Crocodile got his head cut off, and still had a conversation with Dofly. I don't think that's going to mean shit to a more masterful Logia.


----------



## Pocalypse (Nov 6, 2015)

Brightsteel said:


> Crocodile got his head cut off, and still had a conversation with Dofly. I don't think that's going to mean shit to a more masterful Logia.



Fair point though Shunsui's Bankai ignores conventional durability to an extent aswell


----------



## ~M~ (Nov 6, 2015)

No, Snunsui's bankai would have eliminated Akainu. It bypassed total intangibility and would thus surpass Logia durability, and one cannot regrow a head. He has a damaged ear in fact.


----------



## Catalyst75 (Nov 6, 2015)

Dr. White said:


> Scans please? From what I gathered he's just a monster at regeneration. What evidence for being intangible?
> Nvm.



Chapter 646, where Lille Barro explains his "The X-Axis" - when he opens his eyes, all attacks pass through him, as demonstrated when he simply slips through the blade of Katen Kyokotsu that Kyoraku ran through him.  

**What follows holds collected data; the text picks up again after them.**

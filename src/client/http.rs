//! reqwest-backed implementation of [`ProxyApi`].

use super::{ClientError, ProxyApi};
use crate::api::{
    paths, ErrorBody, HealthReport, InferenceRequest, InferenceResponse, LogEntry, LogsEnvelope,
    MetricsEnvelope, MetricsSnapshot,
};
use crate::logging::generate_request_id;
use async_trait::async_trait;
use reqwest::{Client, RequestBuilder, Response};
use serde::de::DeserializeOwned;
use std::time::Duration;
use tracing::Instrument;

/// Header carrying the client-generated request id.
pub const REQUEST_ID_HEADER: &str = "x-request-id";

/// HTTP client for the proxy backend with connection pooling.
#[derive(Debug, Clone)]
pub struct HttpProxyClient {
    client: Client,
    /// Base URL without trailing slash (e.g., "http://localhost:8000")
    base_url: String,
    timeout_seconds: u64,
}

impl HttpProxyClient {
    /// Build a client with its own connection pool.
    pub fn new(base_url: &str, timeout_seconds: u64) -> Result<Self, ClientError> {
        let client = Client::builder()
            .timeout(Duration::from_secs(timeout_seconds))
            .build()
            .map_err(|e| ClientError::ConnectionFailed(format!("failed to build client: {}", e)))?;
        Self::with_client(base_url, timeout_seconds, client)
    }

    /// Use an existing reqwest client (for testing).
    pub fn with_client(
        base_url: &str,
        timeout_seconds: u64,
        client: Client,
    ) -> Result<Self, ClientError> {
        let base_url = base_url.trim().trim_end_matches('/');
        if !(base_url.starts_with("http://") || base_url.starts_with("https://")) {
            return Err(ClientError::InvalidUrl(base_url.to_string()));
        }
        Ok(Self {
            client,
            base_url: base_url.to_string(),
            timeout_seconds,
        })
    }

    pub fn base_url(&self) -> &str {
        &self.base_url
    }

    fn url(&self, path: &str) -> String {
        format!("{}{}", self.base_url, path)
    }

    /// Send a request tagged with a fresh request id.
    async fn send(
        &self,
        endpoint: &'static str,
        builder: RequestBuilder,
    ) -> Result<Response, ClientError> {
        let request_id = generate_request_id();
        let span = tracing::debug_span!("proxy_request", endpoint, request_id = %request_id);

        async {
            let response = builder
                .header(REQUEST_ID_HEADER, &request_id)
                .timeout(Duration::from_secs(self.timeout_seconds))
                .send()
                .await
                .map_err(|e| ClientError::from_reqwest(e, self.timeout_seconds))?;
            tracing::debug!(status = response.status().as_u16(), "Proxy responded");
            Ok(response)
        }
        .instrument(span)
        .await
    }

    /// Decode a 2xx body, or turn a non-2xx into [`ClientError::Http`].
    async fn decode<T: DeserializeOwned>(&self, response: Response) -> Result<T, ClientError> {
        let status = response.status();
        let body = response
            .text()
            .await
            .map_err(|e| ClientError::InvalidResponse(format!("failed to read body: {}", e)))?;

        if !status.is_success() {
            return Err(ClientError::Http {
                status: status.as_u16(),
                message: upstream_message(&body),
            });
        }

        serde_json::from_str(&body).map_err(|e| ClientError::InvalidResponse(e.to_string()))
    }
}

/// Extract the backend's `error` field, if the body has one.
fn upstream_message(body: &str) -> String {
    serde_json::from_str::<ErrorBody>(body)
        .ok()
        .and_then(|b| b.error)
        .unwrap_or_default()
}

#[async_trait]
impl ProxyApi for HttpProxyClient {
    async fn infer(&self, request: &InferenceRequest) -> Result<InferenceResponse, ClientError> {
        let builder = self.client.post(self.url(paths::INFER)).json(request);
        let response = self.send(paths::INFER, builder).await?;
        self.decode(response).await
    }

    async fn logs(&self, limit: u32) -> Result<Vec<LogEntry>, ClientError> {
        let builder = self
            .client
            .get(self.url(paths::LOGS))
            .query(&[("limit", limit)]);
        let response = self.send(paths::LOGS, builder).await?;
        let envelope: LogsEnvelope = self.decode(response).await?;
        if let Some(message) = envelope.message {
            tracing::debug!(message = %message, "Proxy attached a note to logs");
        }
        Ok(envelope.logs)
    }

    async fn latency_metrics(&self) -> Result<MetricsSnapshot, ClientError> {
        let builder = self.client.get(self.url(paths::LATENCY_METRICS));
        let response = self.send(paths::LATENCY_METRICS, builder).await?;
        let envelope: MetricsEnvelope = self.decode(response).await?;
        Ok(envelope.metrics)
    }

    async fn health(&self) -> Result<HealthReport, ClientError> {
        let builder = self.client.get(self.url(paths::HEALTH));
        let response = self.send(paths::HEALTH, builder).await?;
        self.decode(response).await
    }
}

In chapter 647, we saw that a blade of Kido was completely ineffective against him, based on Kyoraku's words.

The only possible weakness Lille might have to "The X-Axis", as implied by chapter 650, is that he may become tangible whenever he closes his eyes or blinks.  In other words, a very narrow window of opportunity.

@Brightsteel : I think Pocalypse is referring to the fact that Kyoraku's Karamatsu Shinjuu bypassed Lille's intangibility to strike at his normal body.  That should mean Logia would be vulnerable to Karamatsu Shinjuu as well, as it could bypass their intangibility in a manner akin to Haki, and cut the physical body.


----------



## Brightsteel (Nov 6, 2015)

Pocalypse said:


> Fair point though Shunsui's Bankai ignores conventional durability to an extent aswell



Akainu's already demonstrated he can resist shit like that tho.


----------



## Dellinger (Nov 6, 2015)

^

By your logic Akainu can very well bypass Lille's intangibility.All the damn time.


----------



## Brightsteel (Nov 6, 2015)

White Hawk said:


> ^
> 
> By your logic Akainu can very well bypass Lille's intangibility.All the damn time.



Maybe he can.


----------



## Dr. White (Nov 6, 2015)

I still don't understand how Haki works here


----------



## Brightsteel (Nov 6, 2015)

Dr. White said:


> I still don't understand how Haki works here



Er...well it lets you catch light....so that's a thing.


----------



## LazyWaka (Nov 6, 2015)

em senpai said:


> No, Snunsui's bankai would have eliminated Akainu. *It bypassed total intangibility and would thus surpass Logia durability*, and one cannot regrow a head. He has a damaged ear in fact.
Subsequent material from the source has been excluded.